Comic-Con International

Comic-Con International

Conventions | San Diego’s Convention Center Corp. has adjusted its estimate of how much money Comic-Con International pumps into the local economy, down from last year’s $178 million to $136 million, because of possible double-counting and other flaws in methodology. [Voice of San Diego]

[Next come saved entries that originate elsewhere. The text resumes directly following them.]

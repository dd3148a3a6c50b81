// src/web/mod.rs
pub mod handlers;
pub mod types;

pub use types::*;

use anyhow::Result;
use rocket::fairing::{Fairing, Info, Kind};
use rocket::http::{Header, Status};
use rocket::serde::json::Json;
use rocket::{catchers, get, options, post, routes, Build, Request, Response, Rocket, State};
use tracing::info;

use crate::assembler::ApplicationPackage;
use crate::types::{Profile, Repository, SearchCriteria};
use crate::OpportunityEngine;

// CORS Fairing
pub struct Cors;

#[rocket::async_trait]
impl Fairing for Cors {
    fn info(&self) -> Info {
        Info {
            name: "Add CORS headers to responses",
            kind: Kind::Response,
        }
    }

    async fn on_response<'r>(&self, _request: &'r Request<'_>, response: &mut Response<'r>) {
        response.set_header(Header::new("Access-Control-Allow-Origin", "*"));
        response.set_header(Header::new(
            "Access-Control-Allow-Methods",
            "POST, GET, OPTIONS",
        ));
        response.set_header(Header::new("Access-Control-Allow-Headers", "*"));
    }
}

#[get("/health")]
pub async fn health() -> Json<TextResponse> {
    handlers::health_handler().await
}

#[get("/profile/<username>")]
pub async fn get_profile(
    username: &str,
    engine: &State<OpportunityEngine>,
) -> Result<Json<DataResponse<Profile>>, Json<StandardErrorResponse>> {
    handlers::profile_handler(username, engine).await
}

#[get("/repositories/<username>")]
pub async fn get_repositories(
    username: &str,
    engine: &State<OpportunityEngine>,
) -> Result<Json<DataResponse<Vec<Repository>>>, Json<StandardErrorResponse>> {
    handlers::repositories_handler(username, engine).await
}

#[post("/jobs/search", data = "<criteria>")]
pub async fn search_jobs(
    criteria: Json<SearchCriteria>,
    engine: &State<OpportunityEngine>,
) -> Result<Json<DataResponse<SearchData>>, Json<StandardErrorResponse>> {
    handlers::search_jobs_handler(criteria, engine).await
}

#[post("/jobs/recommendations", data = "<request>")]
pub async fn recommend_jobs(
    request: Json<RecommendationsRequest>,
    engine: &State<OpportunityEngine>,
) -> Result<Json<DataResponse<RecommendationsData>>, Json<StandardErrorResponse>> {
    handlers::recommendations_handler(request, engine).await
}

#[post("/application-package", data = "<request>")]
pub async fn application_package(
    request: Json<PackageRequest>,
    engine: &State<OpportunityEngine>,
) -> Result<Json<DataResponse<ApplicationPackage>>, Json<StandardErrorResponse>> {
    handlers::application_package_handler(request, engine).await
}

#[options("/<_..>")]
pub async fn options() -> Status {
    Status::Ok
}

// Error catchers
#[rocket::catch(400)]
pub fn bad_request() -> Json<StandardErrorResponse> {
    Json(StandardErrorResponse::new(
        "Invalid request format".to_string(),
        "BAD_REQUEST".to_string(),
        vec![
            "Check your request JSON format".to_string(),
            "Verify all required fields are present".to_string(),
        ],
    ))
}

#[rocket::catch(422)]
pub fn unprocessable() -> Json<StandardErrorResponse> {
    Json(StandardErrorResponse::new(
        "Request body could not be parsed".to_string(),
        "UNPROCESSABLE".to_string(),
        vec!["Check field names and enum values".to_string()],
    ))
}

#[rocket::catch(500)]
pub fn internal_error() -> Json<StandardErrorResponse> {
    Json(StandardErrorResponse::new(
        "Internal server error".to_string(),
        "INTERNAL_ERROR".to_string(),
        vec!["Try again in a few moments".to_string()],
    ))
}

fn mount_api(rocket: Rocket<Build>, engine: OpportunityEngine) -> Rocket<Build> {
    rocket
        .attach(Cors)
        .manage(engine)
        .register("/api", catchers![bad_request, unprocessable, internal_error])
        .mount(
            "/api",
            routes![
                health,
                get_profile,
                get_repositories,
                search_jobs,
                recommend_jobs,
                application_package,
                options,
            ],
        )
}

pub fn build_rocket(engine: OpportunityEngine) -> Rocket<Build> {
    mount_api(rocket::build(), engine)
}

/// Start the API server on the given port.
pub async fn start_web_server(engine: OpportunityEngine, port: u16) -> Result<()> {
    info!("Starting opportunity engine API server on port {}", port);

    let figment = rocket::Config::figment()
        .merge(("port", port))
        .merge(("address", "0.0.0.0"));

    let _rocket = mount_api(rocket::custom(figment), engine).launch().await;

    Ok(())
}

#[cfg(test)]
mod tests {
    use super::*;
    use crate::EngineConfig;
    use rocket::http::ContentType;
    use rocket::local::blocking::Client;

    fn client() -> Client {
        let config = EngineConfig {
            github_api_url: "http://127.0.0.1:0".to_string(),
            declared_skills: vec!["Python".to_string()],
            ..EngineConfig::default()
        };
        let engine = OpportunityEngine::new(&config).unwrap();
        Client::tracked(build_rocket(engine)).unwrap()
    }

    #[test]
    fn health_endpoint_responds() {
        let client = client();
        let response = client.get("/api/health").dispatch();
        assert_eq!(response.status(), Status::Ok);
        assert!(response.into_string().unwrap().contains("up"));
    }

    #[test]
    fn search_with_empty_criteria_returns_the_whole_catalog() {
        let client = client();
        let response = client
            .post("/api/jobs/search")
            .header(ContentType::JSON)
            .body("{}")
            .dispatch();
        assert_eq!(response.status(), Status::Ok);

        let body: serde_json::Value =
            serde_json::from_str(&response.into_string().unwrap()).unwrap();
        assert_eq!(body["success"], true);
        assert!(body["data"]["total"].as_u64().unwrap() >= 8);
    }

    #[test]
    fn unmatched_search_includes_relaxation_suggestions() {
        let client = client();
        let response = client
            .post("/api/jobs/search")
            .header(ContentType::JSON)
            .body(r#"{"keywords": ["blockchain"]}"#)
            .dispatch();
        assert_eq!(response.status(), Status::Ok);

        let body: serde_json::Value =
            serde_json::from_str(&response.into_string().unwrap()).unwrap();
        assert_eq!(body["data"]["total"], 0);
        assert!(!body["data"]["suggestions"].as_array().unwrap().is_empty());
    }
}
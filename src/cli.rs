// src/cli.rs
use anyhow::Result;
use clap::{Parser, Subcommand};

use crate::types::{ExperienceLevel, JobType, SearchCriteria, VisaRequirement};
use crate::{start_web_server, OpportunityEngine};

#[derive(Parser)]
#[command(name = "oppwatch")]
#[command(about = "Opportunity matching and aggregation backend")]
pub struct Cli {
    #[command(subcommand)]
    pub command: Command,
}

#[derive(Subcommand)]
pub enum Command {
    /// Start the HTTP API server
    Serve {
        #[arg(long, default_value_t = 8000)]
        port: u16,
    },
    /// Run a one-off search against the posting catalog
    Search {
        /// Keyword to match (repeatable); postings matching any keyword pass
        #[arg(long = "keyword")]
        keywords: Vec<String>,
        #[arg(long, default_value = "any")]
        location: String,
        /// student, entry, mid or senior
        #[arg(long)]
        experience: Option<String>,
        /// full-time, internship, contract or part-time
        #[arg(long)]
        job_type: Option<String>,
        /// any, required or not-required
        #[arg(long, default_value = "any")]
        visa: String,
    },
    /// Compose an application package for a company and position
    Package {
        #[arg(long)]
        username: String,
        #[arg(long)]
        company: String,
        #[arg(long)]
        position: String,
    },
}

fn parse_experience(raw: &str) -> Option<ExperienceLevel> {
    match raw.to_lowercase().as_str() {
        "student" => Some(ExperienceLevel::Student),
        "entry" => Some(ExperienceLevel::Entry),
        "mid" => Some(ExperienceLevel::Mid),
        "senior" => Some(ExperienceLevel::Senior),
        _ => None,
    }
}

fn parse_job_type(raw: &str) -> Option<JobType> {
    match raw.to_lowercase().as_str() {
        "full-time" | "fulltime" => Some(JobType::FullTime),
        "internship" => Some(JobType::Internship),
        "contract" => Some(JobType::Contract),
        "part-time" | "parttime" => Some(JobType::PartTime),
        _ => None,
    }
}

fn parse_visa(raw: &str) -> VisaRequirement {
    match raw.to_lowercase().as_str() {
        "required" => VisaRequirement::Required,
        "not-required" | "notrequired" => VisaRequirement::NotRequired,
        _ => VisaRequirement::Any,
    }
}

pub async fn handle_command(cli: Cli, engine: OpportunityEngine) -> Result<()> {
    match cli.command {
        Command::Serve { port } => start_web_server(engine, port).await,

        Command::Search {
            keywords,
            location,
            experience,
            job_type,
            visa,
        } => {
            let criteria = SearchCriteria {
                keywords,
                location,
                experience_level: experience.as_deref().and_then(parse_experience),
                job_type: job_type.as_deref().and_then(parse_job_type),
                visa: parse_visa(&visa),
            };

            let results = engine.search(&criteria).await?;
            if results.is_empty() {
                println!("No postings matched. Try broader keywords or location 'any'.");
                return Ok(());
            }

            println!("{} matching postings (newest first):\n", results.len());
            for posting in results {
                println!(
                    "  {} @ {} [{}] - posted {}",
                    posting.title, posting.company, posting.location, posting.posted_relative
                );
                println!("    skills: {}", posting.required_skills.join(", "));
                println!("    apply:  {}\n", posting.apply_url);
            }
            Ok(())
        }

        Command::Package {
            username,
            company,
            position,
        } => {
            let package = engine
                .application_package(&username, &company, &position)
                .await?;

            println!("=== Cover letter ===\n\n{}\n", package.cover_letter);
            println!("=== Technical summary ===\n\n{}", package.technical_summary);
            Ok(())
        }
    }
}
// src/types/mod.rs
pub mod job;
pub mod profile;

pub use job::{
    ExperienceLevel, JobPosting, JobType, ScoredPosting, SearchCriteria, VisaRequirement,
};
pub use profile::{Profile, Repository};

Passings | Leonard Starr, who wrote and drew the comic strip Mary Perkins On Stage, died Tuesday at age 89. Starr started his career in 1942, when he was a student at New York’s Pratt Institute, and he worked for most of the early comics publishers: Funnies, Incorporated, Timely (now Marvel), Fawcett, E.C. and DC. He also did work for the Simon and Kirby studio, and both Joe Simon and Jack Kirby were admirers. When comics publishing began to decline in the mid-1950s, Starr began working on newspaper comics and crafting his own strip, Mary Perkins On Stage, which ran from 1957 until 1979, winning a Reuben Award in 1965. After Mary Perkins ended, Starr took over as writer and artist of Little Orphan Annie, bringing new energy to that legacy property until his retirement in 2000. He also wrote a series of graphic novels, Kelly Green, and was the main showrunner for the ThunderCats animated series. [News from ME]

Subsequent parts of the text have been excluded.